45Ca2+ uptake by dispersed pancreatic islet cells: Effects ofd-glucose and the calcium probe, chlorotetracycline

Abstract

Uptake of 45Ca2+ was studied in dispersed pancreatic islet cells from non-inbred ob/ob-mice. Like whole islets the dispersed cells responded to 20 mM D-glucose with a markedly increased 45Ca2+-labeling of both the lanthanum-nondisplaceable and the lanthanum-displaceable calcium pools. The pronounced effect of D-glucose could not be reproduced with 3-O-methyl-D-glucose, L-glucose, D-mannose, L-leucine, or D-leucine; however, 45Ca2+ uptake was greater in the presence of L-leucine as compared with D-leucine. 45Ca2+ uptake by dispersed cells or whole islets was stimulated severalfold by 100 microM or more chlorotetracycline. At the concentration of only 10 microM, chlorotetracycline had no effect on whole islets and partially inhibited 45Ca2+ uptake by the dispersed cells. The ability of D-glucose to stimulate 45Ca2+ uptake by islets or dispersed cells remained in the presence of 10 microM chlorotetracycline.
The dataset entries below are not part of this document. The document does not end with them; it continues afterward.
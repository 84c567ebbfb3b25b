use thiserror::Error;

/// Failure reported by a host capability.
///
/// Messages must never contain stored values or credentials.
#[derive(Error, Debug)]
pub enum BridgeError {
    #[error("Bridge capability not available: {0}")]
    NotAvailable(String),

    #[error("Bridge operation failed: {0}")]
    OperationFailed(String),

    /// The backend could not be reached at all.
    #[error("Connection failed: {0}")]
    Connection(String),

    #[error("Request timed out")]
    Timeout,

    #[error("Storage error: {0}")]
    Storage(String),

    #[error("IO error: {0}")]
    Io(#[from] std::io::Error),
}

impl BridgeError {
    /// Whether sending the same request again may succeed.
    pub fn is_transient(&self) -> bool {
        matches!(self, BridgeError::Connection(_) | BridgeError::Timeout)
    }
}

pub type Result<T> = std::result::Result<T, BridgeError>;
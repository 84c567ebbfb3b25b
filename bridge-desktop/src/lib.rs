//! # Desktop Bridge Implementations
//!
//! Default implementations of the bridge traits for desktop and terminal
//! hosts (macOS, Windows, Linux).
//!
//! - `HttpClient` using `reqwest` with a cookie jar
//! - `KeyValueStore` as a JSON file in the user data directory
//! - `KeyValueStore` backed by the OS keychain (`secure-store` feature)
//! - `SessionNavigator` that reports through `tracing`
//!
//! ## Feature Flags
//!
//! - `secure-store`: Enable OS keychain integration (default)
//!
//! ## Usage
//!
//! ```ignore
//! use bridge_desktop::{ConsoleNavigator, FileKeyValueStore, ReqwestHttpClient};
//!
//! let http = ReqwestHttpClient::new()?;
//! let store = FileKeyValueStore::new();
//! let navigator = ConsoleNavigator::new();
//! ```

mod file_store;
mod http;
mod navigator;

#[cfg(feature = "secure-store")]
mod secure_store;

pub use file_store::FileKeyValueStore;
pub use http::ReqwestHttpClient;
pub use navigator::ConsoleNavigator;

#[cfg(feature = "secure-store")]
pub use secure_store::KeyringStore;
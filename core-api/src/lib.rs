//! # Bookstore API
//!
//! Typed access to the bookstore backend. Every call goes through the
//! [`AuthGateway`](core_auth::AuthGateway), so credential expiry is handled
//! before a service ever sees the response.
//!
//! Responses use the envelope `{ result, message, statusCode }`; a failed
//! status (HTTP or envelope) surfaces as [`ApiError::Api`] or
//! [`ApiError::NotFound`], and inputs the backend would reject are caught
//! locally as [`ApiError::Validation`].

pub mod client;
pub mod envelope;
pub mod error;
pub mod models;
pub mod services;

#[cfg(test)]
mod test_support;

pub use client::ApiClient;
pub use error::{ApiError, Result};
pub use models::{
    Address, AddressInput, Book, BookQuery, BookSort, Cart, CartItem, Category, CheckoutRequest,
    Order, OrderItem, OrderQuery, OrderStatus, Page, PaymentMethod, ProfileUpdate,
    RegisterRequest, UserProfile,
};
pub use services::{
    AddressService, AuthService, CartService, CatalogService, OrderService, ProfileService,
};
//! Persistence of the access credential through the host key-value store.

use crate::error::{AuthError, Result};
use crate::types::Credential;
use bridge_traits::KeyValueStore;
use std::sync::Arc;
use tracing::debug;

/// Reads and writes the single session credential under a fixed key.
///
/// Values are never logged; only the key and the presence of a value are.
#[derive(Clone)]
pub struct CredentialStore {
    store: Arc<dyn KeyValueStore>,
    key: String,
}

impl CredentialStore {
    pub fn new(store: Arc<dyn KeyValueStore>, key: impl Into<String>) -> Self {
        Self {
            store,
            key: key.into(),
        }
    }

    pub fn key(&self) -> &str {
        &self.key
    }

    /// The stored credential. An empty stored value counts as none.
    pub async fn load(&self) -> Result<Option<Credential>> {
        let value = self.store.get(&self.key).await.map_err(AuthError::Storage)?;
        let credential = value.map(Credential::from).filter(|c| !c.is_empty());
        debug!(key = %self.key, present = credential.is_some(), "Loaded credential");
        Ok(credential)
    }

    pub async fn save(&self, credential: &Credential) -> Result<()> {
        self.store
            .set(&self.key, credential.as_str())
            .await
            .map_err(AuthError::Storage)?;
        debug!(key = %self.key, "Stored credential");
        Ok(())
    }

    pub async fn clear(&self) -> Result<()> {
        self.store
            .remove(&self.key)
            .await
            .map_err(AuthError::Storage)?;
        debug!(key = %self.key, "Cleared credential");
        Ok(())
    }
}

#[cfg(test)]
mod tests {
    use super::*;
    use bridge_traits::MemoryStore;

    #[tokio::test]
    async fn test_save_load_clear() {
        let backing = Arc::new(MemoryStore::new());
        let store = CredentialStore::new(backing.clone(), "accessToken");

        assert_eq!(store.load().await.unwrap(), None);

        store.save(&Credential::new("C1")).await.unwrap();
        assert_eq!(store.load().await.unwrap(), Some(Credential::new("C1")));
        assert_eq!(
            backing.get("accessToken").await.unwrap(),
            Some("C1".to_string())
        );

        store.clear().await.unwrap();
        assert_eq!(store.load().await.unwrap(), None);
    }

    #[tokio::test]
    async fn test_empty_value_is_no_credential() {
        let backing = Arc::new(MemoryStore::new());
        backing.set("accessToken", "").await.unwrap();

        let store = CredentialStore::new(backing, "accessToken");
        assert_eq!(store.load().await.unwrap(), None);
    }
}
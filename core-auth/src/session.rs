//! Ending a session: local credential, events, user notice, redirect.

use crate::credential_store::CredentialStore;
use bridge_traits::{Notice, SessionNavigator};
use core_runtime::events::{AuthEvent, CoreEvent, EventBus, SignOutReason};
use std::sync::Arc;
use tracing::{info, warn};

pub const ACCESS_DENIED_NOTICE: &str =
    "You do not have permission to perform this action. Please sign in again.";
pub const SESSION_EXPIRED_NOTICE: &str = "Your session has expired. Please sign in again.";

/// Performs the side effects of a session ending.
///
/// Every step is best-effort: a failing store or navigator is logged and
/// the remaining steps still run.
#[derive(Clone)]
pub struct SessionTerminator {
    credentials: CredentialStore,
    navigator: Arc<dyn SessionNavigator>,
    events: EventBus,
    login_route: String,
}

impl SessionTerminator {
    pub fn new(
        credentials: CredentialStore,
        navigator: Arc<dyn SessionNavigator>,
        events: EventBus,
        login_route: impl Into<String>,
    ) -> Self {
        Self {
            credentials,
            navigator,
            events,
            login_route: login_route.into(),
        }
    }

    pub fn login_route(&self) -> &str {
        &self.login_route
    }

    /// Message shown to the user when the session ends for `reason`.
    /// Users who sign out themselves get no notice.
    pub fn notice_for(reason: SignOutReason) -> Option<Notice> {
        match reason {
            SignOutReason::AccessDenied => Some(Notice::error(ACCESS_DENIED_NOTICE)),
            SignOutReason::SessionExpired => Some(Notice::error(SESSION_EXPIRED_NOTICE)),
            SignOutReason::UserInitiated => None,
        }
    }

    pub async fn terminate(&self, reason: SignOutReason) {
        info!(%reason, "Ending session");

        if let Err(e) = self.credentials.clear().await {
            warn!(error = %e, "Failed to clear stored credential");
        }

        let _ = self
            .events
            .emit(CoreEvent::Auth(AuthEvent::SignedOut { reason }));

        if !reason.is_forced() {
            return;
        }

        if let Some(notice) = Self::notice_for(reason) {
            if let Err(e) = self.navigator.notify(notice).await {
                warn!(error = %e, "Failed to show session notice");
            }
        }

        if let Err(e) = self.navigator.navigate_to_login(&self.login_route).await {
            warn!(error = %e, route = %self.login_route, "Failed to navigate to sign-in");
        }
    }
}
Islet cell suspensions apparently represent a valid model for studying how Ca2+ interacts with the cells. However, when using chlorotetracycline as fluorescent Ca2+ probe, attention must be paid to it potential ionophoric activity. At only 10 microM, the drug seems to monitor a peripheral pool of Ca2+, some of which may reside in normal transport channels.